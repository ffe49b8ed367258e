// SPDX-License-Identifier: MIT
#![allow(unexpected_cfgs)]
#![forbid(unsafe_code)]
#![deny(unused_must_use)]
use anchor_lang::prelude::*;
use anchor_lang::solana_program::{instruction::Instruction, program::invoke_signed};
use anchor_spl::associated_token::AssociatedToken;
use anchor_spl::token::{Mint, Token, TokenAccount};

pub mod route_data;

use route_data::{parse_route_prefix, require_declared_amounts};

declare_id!("8Faz99YdaCqSR4SK2nNs5PCpLShpwzScqA9BJTAAJKTj");

/// Titan routing program the gateway forwards into.
pub const TITAN_PROGRAM_ID: Pubkey = pubkey!("T1TANpTeScyeqVzzgNViGDNrkQ6qHz9KrSBS4aNXvGT");

/// Seed of the PDA that owns the swap vaults and signs the Titan CPI.
pub const PROTOCOL_AUTHORITY_SEED: &[u8] = b"protocol_authority";

#[program]
pub mod titan_gateway {
    use super::*;

    /// Validate `swap_data` against the declared amounts, then forward it
    /// unmodified to Titan's `swap_route_v2`. The buffer is untrusted caller
    /// input; `amount` and `minimum_amount_out` are the values this program's
    /// caller committed to, and the two must agree byte-for-byte before any
    /// CPI is dispatched.
    pub fn swap<'info>(
        ctx: Context<'_, '_, '_, 'info, Swap<'info>>,
        swap_data: Vec<u8>,
        amount: u64,
        minimum_amount_out: u64,
    ) -> Result<()> {
        let prefix = parse_route_prefix(&swap_data)?;
        require_declared_amounts(&prefix, amount, minimum_amount_out)?;

        forward_route_to_titan(
            ctx.accounts,
            &swap_data,
            ctx.remaining_accounts,
            ctx.bumps.protocol_authority,
        )?;

        emit!(SwapForwarded {
            payer: ctx.accounts.payer.key(),
            input_mint: ctx.accounts.input_mint.key(),
            output_mint: ctx.accounts.output_mint.key(),
            amount,
            minimum_amount_out,
            swap_leg_count: prefix.swap_leg_count,
        });
        Ok(())
    }
}

#[derive(Accounts)]
pub struct Swap<'info> {
    #[account(mut)]
    pub payer: Signer<'info>,
    #[account(
        mut,
        seeds = [PROTOCOL_AUTHORITY_SEED],
        bump
    )]
    pub protocol_authority: SystemAccount<'info>,
    pub input_mint: Account<'info, Mint>,
    #[account(
        mut,
        associated_token::mint = input_mint,
        associated_token::authority = protocol_authority
    )]
    pub input_vault: Account<'info, TokenAccount>,
    pub output_mint: Account<'info, Mint>,
    #[account(
        init_if_needed,
        payer = payer,
        associated_token::mint = output_mint,
        associated_token::authority = protocol_authority,
    )]
    pub output_vault: Account<'info, TokenAccount>,
    /// CHECK: Titan's routing-state PDA; owned and validated by Titan itself
    pub atlas: UncheckedAccount<'info>,
    pub system_program: Program<'info, System>,
    pub token_program: Program<'info, Token>,
    pub associated_token_program: Program<'info, AssociatedToken>,
    #[account(address = TITAN_PROGRAM_ID)]
    /// CHECK: pinned to the Titan program id by the address constraint
    pub titan_program: UncheckedAccount<'info>,
}

/// Issue the single `swap_route_v2` CPI with the caller's bytes untouched.
///
/// Titan re-derives the whole route from this buffer, so the gateway must
/// never re-encode it: the fixed account head below is payer, atlas,
/// input_mint, input_token_account, output_mint, output_token_account,
/// input_token_program, output_token_program, and the per-hop accounts
/// arrive through `remaining` with their writability preserved.
fn forward_route_to_titan<'info>(
    accounts: &Swap<'info>,
    swap_data: &[u8],
    remaining: &[AccountInfo<'info>],
    authority_bump: u8,
) -> Result<()> {
    let mut metas = vec![
        AccountMeta::new(accounts.protocol_authority.key(), true),
        AccountMeta::new_readonly(accounts.atlas.key(), false),
        AccountMeta::new_readonly(accounts.input_mint.key(), false),
        AccountMeta::new(accounts.input_vault.key(), false),
        AccountMeta::new_readonly(accounts.output_mint.key(), false),
        AccountMeta::new(accounts.output_vault.key(), false),
        AccountMeta::new_readonly(accounts.token_program.key(), false),
        AccountMeta::new_readonly(accounts.token_program.key(), false),
    ];
    metas.extend(remaining.iter().map(|hop| AccountMeta {
        pubkey: *hop.key,
        is_signer: false,
        is_writable: hop.is_writable,
    }));

    let mut infos = vec![
        accounts.protocol_authority.to_account_info(),
        accounts.atlas.to_account_info(),
        accounts.input_mint.to_account_info(),
        accounts.input_vault.to_account_info(),
        accounts.output_mint.to_account_info(),
        accounts.output_vault.to_account_info(),
        accounts.token_program.to_account_info(),
        accounts.token_program.to_account_info(),
    ];
    infos.extend_from_slice(remaining);

    msg!("forwarding swap_route_v2 to Titan");
    let ix = Instruction {
        program_id: accounts.titan_program.key(),
        accounts: metas,
        data: swap_data.to_vec(),
    };
    invoke_signed(
        &ix,
        &infos,
        &[&[PROTOCOL_AUTHORITY_SEED, &[authority_bump]]],
    )?;
    Ok(())
}

#[event]
pub struct SwapForwarded {
    pub payer: Pubkey,
    pub input_mint: Pubkey,
    pub output_mint: Pubkey,
    pub amount: u64,
    pub minimum_amount_out: u64,
    pub swap_leg_count: u32,
}

#[error_code]
pub enum GatewayError {
    /// Shared code for both the amount and minimum-out divergence: either way
    /// the caller declared one value and embedded another.
    #[msg("Declared swap amounts do not match the route data")]
    DeclaredParameterMismatch,
}
// SPDX-License-Identifier: MIT
//! Fixed-offset decoding of Titan `swap_route_v2` instruction data.
//!
//! The buffer is owned by Titan and forwarded verbatim; only the fixed
//! 33-byte head is decoded here, the variable route tail stays opaque.

use anchor_lang::prelude::*;

use crate::GatewayError;

/// Anchor-style discriminator of Titan's `swap_route_v2` instruction.
pub const SWAP_ROUTE_V2_DISCRIMINATOR: [u8; 8] = [249, 91, 84, 33, 69, 22, 0, 135];

/// Length of the fixed head: [8 discriminator][8 amount][8 minimum_amount_out]
/// [1 mint_count][2 provider_fee_bps][2 service_fee_bps][4 swap_leg_count].
pub const ROUTE_PREFIX_LEN: usize = 33;

const AMOUNT_OFFSET: usize = 8;
const MIN_OUT_OFFSET: usize = 16;
const MINT_COUNT_OFFSET: usize = 24;
const PROVIDER_FEE_OFFSET: usize = 25;
const SERVICE_FEE_OFFSET: usize = 27;
const SWAP_LEG_COUNT_OFFSET: usize = 29;

/// Decoded fixed head of a `swap_route_v2` buffer. All integers little-endian.
#[derive(Debug, Clone, Copy, PartialEq, Eq)]
pub struct RoutePrefix {
    pub amount: u64,
    pub minimum_amount_out: u64,
    pub mint_count: u8,
    pub provider_fee_bps: u16,
    pub service_fee_bps: u16,
    pub swap_leg_count: u32,
}

/// Decode the fixed head of `data`.
///
/// A buffer shorter than the head or carrying any other discriminator is not
/// a `swap_route_v2` call at all and is rejected as invalid instruction data
/// before anything else is read.
pub fn parse_route_prefix(data: &[u8]) -> Result<RoutePrefix> {
    if data.len() < ROUTE_PREFIX_LEN {
        return Err(ProgramError::InvalidInstructionData.into());
    }
    if data[..SWAP_ROUTE_V2_DISCRIMINATOR.len()] != SWAP_ROUTE_V2_DISCRIMINATOR {
        return Err(ProgramError::InvalidInstructionData.into());
    }
    Ok(RoutePrefix {
        amount: le_u64(data, AMOUNT_OFFSET),
        minimum_amount_out: le_u64(data, MIN_OUT_OFFSET),
        mint_count: data[MINT_COUNT_OFFSET],
        provider_fee_bps: le_u16(data, PROVIDER_FEE_OFFSET),
        service_fee_bps: le_u16(data, SERVICE_FEE_OFFSET),
        swap_leg_count: le_u32(data, SWAP_LEG_COUNT_OFFSET),
    })
}

/// Require that the amounts embedded in the route data equal the amounts the
/// caller declared as typed arguments. Both divergences report the same
/// error code: the shape is right, the content is inconsistent.
pub fn require_declared_amounts(
    prefix: &RoutePrefix,
    amount: u64,
    minimum_amount_out: u64,
) -> Result<()> {
    require_eq!(
        prefix.amount,
        amount,
        GatewayError::DeclaredParameterMismatch
    );
    require_eq!(
        prefix.minimum_amount_out,
        minimum_amount_out,
        GatewayError::DeclaredParameterMismatch
    );
    Ok(())
}

fn le_u64(data: &[u8], at: usize) -> u64 {
    let mut raw = [0u8; 8];
    raw.copy_from_slice(&data[at..at + 8]);
    u64::from_le_bytes(raw)
}

fn le_u32(data: &[u8], at: usize) -> u32 {
    let mut raw = [0u8; 4];
    raw.copy_from_slice(&data[at..at + 4]);
    u32::from_le_bytes(raw)
}

fn le_u16(data: &[u8], at: usize) -> u16 {
    let mut raw = [0u8; 2];
    raw.copy_from_slice(&data[at..at + 2]);
    u16::from_le_bytes(raw)
}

§ THE PROBLEM:
Check each line of the data above for the word "that" and copy the ones where it is found.

§ ANSWER FOR THE TASK:
/// Seed of the PDA that owns the swap vaults and signs the Titan CPI.
/// Require that the amounts embedded in the route data equal the amounts the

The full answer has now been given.